Several types of proteolytic enzymes exist. Your body produces pepsin, chymotrypsin, and other proteolytic enzymes. Others come from food or dietary supplements and are helpful to your body.
As you get older, your body may produce fewer enzymes, which may lead to more digestive concerns. Some people may just produce fewer enzymes naturally. It’s always best to teach your body to increase its natural enzyme production — or to get more enzymes from foods. You can work with a naturopathic doctor on how to find the root cause and solve it. Supplements can often fill in the gaps, as you are working to heal.
Top 5 Proteolytic Enzyme Benefits
Proteolytic enzymes are especially useful for people who eat meat or dairy, but they also break down plant proteins such as those found in beans.
Proteases can work as either digestive enzymes or systemic enzymes. It’s obvious what digestive enzymes do: they break down your food. Systemic enzymes work throughout the body to break down protein-based "gunk" in the body. They are sometimes used for “enzyme therapy” in clinical practice.
Below are the top five benefits proteolytic enzymes provide for your body.
After you eat, proteolytic enzymes are busy at work breaking down proteins in your food. Sometimes, a heavy protein meal can cause uncomfortable symptoms, like gas, bloating, or heaviness in the stomach.

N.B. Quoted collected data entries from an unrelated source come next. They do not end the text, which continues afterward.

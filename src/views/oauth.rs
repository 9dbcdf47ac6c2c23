use super::escape;
use crate::canva::tokens::mask_token;
use crate::canva::TokenResponse;

/// Summary page shown after a successful token exchange
pub fn render_token_summary(tokens: &TokenResponse) -> String {
    let refresh = tokens
        .refresh_token
        .as_deref()
        .map(mask_token)
        .unwrap_or_else(|| "(none)".to_string());
    let expires_in = tokens
        .expires_in
        .map(|secs| format!("{secs}s"))
        .unwrap_or_else(|| "unknown".to_string());

    format!(
        "\n<pre>✅ Tokens acquired!\n\n\
         access_token: {access}\n\
         refresh_token: {refresh}\n\
         expires_in: {expires_in}\n\n\
         Tokens are cached by this server. To keep them across restarts copy them into\n\
         CANVA_ACCESS_TOKEN and CANVA_REFRESH_TOKEN.\n</pre>",
        access = escape(&mask_token(&tokens.access_token)),
        refresh = escape(&refresh),
    )
}
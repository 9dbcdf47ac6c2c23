//! Global rate limiting for the public ingestion routes

use axum::{
    extract::Request,
    response::{IntoResponse, Response},
};
use futures::future::BoxFuture;
use governor::{
    clock::{Clock, DefaultClock},
    DefaultDirectRateLimiter, Quota, RateLimiter,
};
use std::num::NonZeroU32;
use std::sync::Arc;
use std::task::{Context, Poll};
use tower::{Layer, Service};
use tracing::warn;

use crate::error::AppError;

/// Token bucket shared by every route the layer wraps
#[derive(Clone)]
pub struct RateLimitLayer {
    limiter: Arc<DefaultDirectRateLimiter>,
}

impl RateLimitLayer {
    pub fn new(requests_per_second: u32, burst_size: u32) -> Self {
        let rps = NonZeroU32::new(requests_per_second).unwrap_or(NonZeroU32::MIN);
        let burst = NonZeroU32::new(burst_size).unwrap_or(rps);
        let quota = Quota::per_second(rps).allow_burst(burst);

        Self {
            limiter: Arc::new(RateLimiter::direct(quota)),
        }
    }

    /// Seconds to wait before the next request is allowed, `None` when allowed now
    fn check(&self) -> Option<u64> {
        self.limiter.check().err().map(|not_until| {
            let wait = not_until.wait_time_from(DefaultClock::default().now());
            wait.as_secs().max(1)
        })
    }
}

impl<S> Layer<S> for RateLimitLayer {
    type Service = RateLimitService<S>;

    fn layer(&self, inner: S) -> Self::Service {
        RateLimitService {
            inner,
            limiter: self.clone(),
        }
    }
}

#[derive(Clone)]
pub struct RateLimitService<S> {
    inner: S,
    limiter: RateLimitLayer,
}

impl<S> Service<Request> for RateLimitService<S>
where
    S: Service<Request, Response = Response> + Clone + Send + 'static,
    S::Future: Send + 'static,
{
    type Response = Response;
    type Error = S::Error;
    type Future = BoxFuture<'static, std::result::Result<Self::Response, Self::Error>>;

    fn poll_ready(&mut self, cx: &mut Context<'_>) -> Poll<std::result::Result<(), Self::Error>> {
        self.inner.poll_ready(cx)
    }

    fn call(&mut self, request: Request) -> Self::Future {
        if let Some(retry_after_secs) = self.limiter.check() {
            warn!(path = %request.uri().path(), retry_after_secs, "Rate limit exceeded");
            return Box::pin(async move {
                Ok(AppError::RateLimited { retry_after_secs }.into_response())
            });
        }

        let clone = self.inner.clone();
        let mut inner = std::mem::replace(&mut self.inner, clone);
        Box::pin(async move { inner.call(request).await })
    }
}
//! Tower middleware applied to the router

pub mod auth;
pub mod rate_limit;

pub use auth::AuthLayer;
pub use rate_limit::RateLimitLayer;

Taking supplemental proteolytic enzymes may help such issues.
When people took a supplement containing papain, it eased bloating, constipation, and abdominal discomfort in people who had various gastrointestinal concerns. Likewise, the enzyme bromelain promotes normal levels of inflammation-causing compounds in the body, which helps digestion.
Bromelain is unique because it can survive in an acidic or alkaline environment. That allows it to pass from the stomach to the intestines without losing its potency. While eating pineapple fruit provides some enzyme power, supplemental bromelain comes from the stem.
Reduce Redness & Swelling
Proteolytic enzymes promote a normal response to inflammation. When you have inflammation in the body, this results in systemic redness and swelling, which leads to discomfort and even disease. Proteolytic enzymes may help.[4, 5]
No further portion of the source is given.